During the 1950s, King Sihanouk tried to keep Cambodia neutral in international politics, and in the 1960s he was contending with two problems: the escalating situation in neighboring Vietnam and a growing Communist party in Cambodia itself. This Communist party was led by Parisian-educated intellectuals and gifted leaders, including Pol Pot, and proved to be a source for popular uprisings in Cambodia. To make matters worse, North Vietnamese troops established bases in Cambodian territory, eventually dragging Cambodia into the conflict between North and South Vietnam.
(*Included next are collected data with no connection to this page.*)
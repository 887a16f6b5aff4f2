//! Aggregation views computed over seeded ledger state and pinned quotes.

use std::sync::Arc;

use chrono::Utc;
use core_types::{Position, Quote};
use database::{LedgerStore, MemoryLedgerStore};
use market_data::{QuoteGateway, StaticQuotes};
use portfolio::{Period, PortfolioAggregator, PortfolioError};
use rust_decimal::Decimal;
use rust_decimal_macros::dec;
use uuid::Uuid;

struct Harness {
    store: Arc<MemoryLedgerStore>,
    quotes: Arc<StaticQuotes>,
    aggregator: PortfolioAggregator,
}

impl Harness {
    fn new() -> Self {
        let store = Arc::new(MemoryLedgerStore::new());
        let quotes = Arc::new(StaticQuotes::new());
        let store_dyn: Arc<dyn LedgerStore> = store.clone();
        let quotes_dyn: Arc<dyn QuoteGateway> = quotes.clone();
        Self {
            aggregator: PortfolioAggregator::new(store_dyn, quotes_dyn),
            store,
            quotes,
        }
    }

    async fn open_account(&self, balance: Decimal) -> Uuid {
        self.store
            .create_account(Uuid::new_v4(), "BR-7001", balance)
            .await
            .unwrap()
            .id
    }

    async fn seed_position(
        &self,
        account_id: Uuid,
        symbol: &str,
        quantity: i64,
        average_price: Decimal,
        total_cost: Decimal,
    ) {
        let now = Utc::now();
        let position = Position {
            id: Uuid::new_v4(),
            account_id,
            symbol: symbol.to_string(),
            quantity,
            average_price,
            total_cost,
            realized_pnl: Decimal::ZERO,
            created_at: now,
            updated_at: now,
        };
        let mut tx = self.store.begin().await.unwrap();
        tx.upsert_position(&position).await.unwrap();
        tx.commit().await.unwrap();
    }

    async fn quote(&self, symbol: &str, price: Decimal, previous_close: Decimal) {
        self.quotes
            .insert(Quote {
                symbol: symbol.to_string(),
                price,
                previous_close: Some(previous_close),
                day_high: None,
                day_low: None,
                volume: None,
                updated_at: Utc::now(),
            })
            .await;
    }
}

#[tokio::test]
async fn the_summary_marks_every_position_to_market() {
    let h = Harness::new();
    let account_id = h.open_account(dec!(3000.00)).await;
    h.seed_position(account_id, "PETR4", 100, dec!(50.00), dec!(5001.50))
        .await;
    h.seed_position(account_id, "VALE3", 50, dec!(60.00), dec!(3000.00))
        .await;
    h.quote("PETR4", dec!(55.00), dec!(54.00)).await;
    h.quote("VALE3", dec!(58.00), dec!(60.00)).await;

    let summary = h.aggregator.summary(account_id).await.unwrap();

    assert_eq!(summary.total_value, dec!(11400.00));
    assert_eq!(summary.total_invested, dec!(8001.50));
    assert_eq!(summary.total_profit_loss, dec!(400.00));
    assert_eq!(summary.total_profit_loss_percent, dec!(5.00));
    // PETR4 gained 1.00 on 100 shares, VALE3 lost 2.00 on 50: a wash.
    assert_eq!(summary.day_change, Decimal::ZERO);
    assert_eq!(summary.day_change_percent, Decimal::ZERO);
    assert_eq!(summary.position_count, 2);
    assert!(summary.missing_quotes.is_empty());

    let petr = &summary.positions[0];
    assert_eq!(petr.symbol, "PETR4");
    assert_eq!(petr.total_value, Some(dec!(5500.00)));
    assert_eq!(petr.unrealized_pnl, Some(dec!(500.00)));
    assert_eq!(petr.allocation, Some(dec!(48.25)));

    let vale = &summary.positions[1];
    assert_eq!(vale.symbol, "VALE3");
    assert_eq!(vale.total_value, Some(dec!(2900.00)));
    assert_eq!(vale.unrealized_pnl, Some(dec!(-100.00)));
    assert_eq!(vale.allocation, Some(dec!(25.44)));
}

#[tokio::test]
async fn a_cash_only_account_summarizes_without_failing() {
    let h = Harness::new();
    let account_id = h.open_account(dec!(5000.00)).await;

    let summary = h.aggregator.summary(account_id).await.unwrap();
    assert_eq!(summary.total_value, dec!(5000.00));
    assert_eq!(summary.total_invested, Decimal::ZERO);
    assert_eq!(summary.total_profit_loss, Decimal::ZERO);
    assert_eq!(summary.day_change, Decimal::ZERO);
    assert!(summary.positions.is_empty());
    assert_eq!(summary.position_count, 0);

    let diversification = h.aggregator.diversification(account_id).await.unwrap();
    assert_eq!(diversification.diversification_score, 0);
    assert!(diversification.largest_position.is_none());
}

#[tokio::test]
async fn a_missing_quote_is_skipped_but_surfaced() {
    let h = Harness::new();
    let account_id = h.open_account(dec!(1000.00)).await;
    h.seed_position(account_id, "PETR4", 100, dec!(50.00), dec!(5001.50))
        .await;
    h.seed_position(account_id, "VALE3", 50, dec!(60.00), dec!(3000.00))
        .await;
    h.quote("PETR4", dec!(55.00), dec!(54.00)).await;

    let summary = h.aggregator.summary(account_id).await.unwrap();
    assert_eq!(summary.position_count, 1);
    assert_eq!(summary.positions[0].symbol, "PETR4");
    assert_eq!(summary.missing_quotes, vec!["VALE3".to_string()]);
    // Only the marked position contributes to the totals.
    assert_eq!(summary.total_value, dec!(6500.00));
    assert_eq!(summary.total_invested, dec!(5001.50));

    // The plain position listing still reports the unmarked holding.
    let views = h.aggregator.positions(account_id).await.unwrap();
    assert_eq!(views.len(), 2);
    let vale = views.iter().find(|v| v.symbol == "VALE3").unwrap();
    assert!(vale.current_price.is_none());
    assert!(vale.total_value.is_none());
    assert_eq!(vale.quantity, 50);
}

#[tokio::test]
async fn allocation_splits_cash_and_stocks_by_value() {
    let h = Harness::new();
    let account_id = h.open_account(dec!(2500.00)).await;
    h.seed_position(account_id, "PETR4", 100, dec!(70.00), dec!(7000.00))
        .await;
    h.quote("PETR4", dec!(75.00), dec!(74.00)).await;

    let allocation = h.aggregator.allocation(account_id).await.unwrap();
    assert_eq!(allocation.cash.value, dec!(2500.00));
    assert_eq!(allocation.cash.percent, dec!(25.00));
    assert_eq!(allocation.stocks.value, dec!(7500.00));
    assert_eq!(allocation.stocks.percent, dec!(75.00));
    assert_eq!(allocation.stocks.positions.len(), 1);
    assert_eq!(allocation.stocks.positions[0].symbol, "PETR4");
    assert_eq!(allocation.stocks.positions[0].value, dec!(7500.00));
    assert_eq!(allocation.stocks.positions[0].percent, dec!(75.00));
}

#[tokio::test]
async fn diversification_reflects_the_book_concentration() {
    let h = Harness::new();
    let account_id = h.open_account(Decimal::ZERO).await;
    h.seed_position(account_id, "PETR4", 100, dec!(70.00), dec!(7000.00))
        .await;
    h.seed_position(account_id, "VALE3", 50, dec!(60.00), dec!(3000.00))
        .await;
    h.quote("PETR4", dec!(70.00), dec!(70.00)).await;
    h.quote("VALE3", dec!(60.00), dec!(60.00)).await;

    let diversification = h.aggregator.diversification(account_id).await.unwrap();
    assert_eq!(diversification.position_count, 2);
    assert_eq!(diversification.concentration, 5800);
    assert_eq!(diversification.diversification_score, 42);
    let largest = diversification.largest_position.unwrap();
    assert_eq!(largest.symbol, "PETR4");
    assert_eq!(largest.allocation, dec!(70.00));
}

#[tokio::test]
async fn performance_mirrors_the_summary_for_the_requested_period() {
    let h = Harness::new();
    let account_id = h.open_account(dec!(3000.00)).await;
    h.seed_position(account_id, "PETR4", 100, dec!(50.00), dec!(5001.50))
        .await;
    h.quote("PETR4", dec!(55.00), dec!(54.00)).await;

    let period: Period = "1y".parse().unwrap();
    let performance = h.aggregator.performance(account_id, period).await.unwrap();
    assert_eq!(performance.period, Period::OneYear);
    assert_eq!(performance.total_return, dec!(500.00));
    assert_eq!(performance.day_change, dec!(100.00));
    assert!(performance.history.is_empty());

    let json = serde_json::to_value(&performance).unwrap();
    assert_eq!(json["period"], "1y");
}

#[tokio::test]
async fn an_unknown_account_reports_not_found() {
    let h = Harness::new();
    let err = h.aggregator.summary(Uuid::new_v4()).await.unwrap_err();
    assert!(matches!(err, PortfolioError::AccountNotFound(_)));
}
In 1970, the king visited China and was overthrown. The new government abolished the monarchy and quickly deported all Vietnamese communists living in Cambodia. Struggles to entrench the new Communist government continued for five years until the CPK was able to gain full power over the government.

Pol Pot called himself “Brother Number One” in the new Communist government, though he was effectively the prime minister. He wanted to strengthen Cambodia with a regime of self-sufficiency and nationalistic pride. Therefore, he refused international trade or commerce and set about making Cambodia self-sustaining. Pol Pot restructured Cambodian society to focus on agriculture and abandoned industrial efforts. He directed the army to increase border tensions and fighting in territories near Vietnam.

As part of Pol Pot’s “restructuring” efforts, Cambodian citizens suspected of capitalist sympathies or traditionalists who clung to old values were simply considered a “problem” to be solved. Citizens from the city were sent to labor camps and prisons in the countryside. They were executed en masse or worked to death. Over the next four years, these “purges” were constant.

Mao Zedong, Pol Pot and Ieng Sary (member of the Central Committee of the Communist Party of Kampuchea led by Pol Pot). Credit: Getty Images

Mao Zedong, Pol Pot and Ieng Sary (member of the Central Committee of the Communist Party of Kampuchea led by Pol Pot).

Over 20,000 mass graves have been found throughout Cambodia that are attributed to the Khmer Rouge period of rule. Half of all people who died were probably the victims of executions, while the other half likely perished from disease and starvation.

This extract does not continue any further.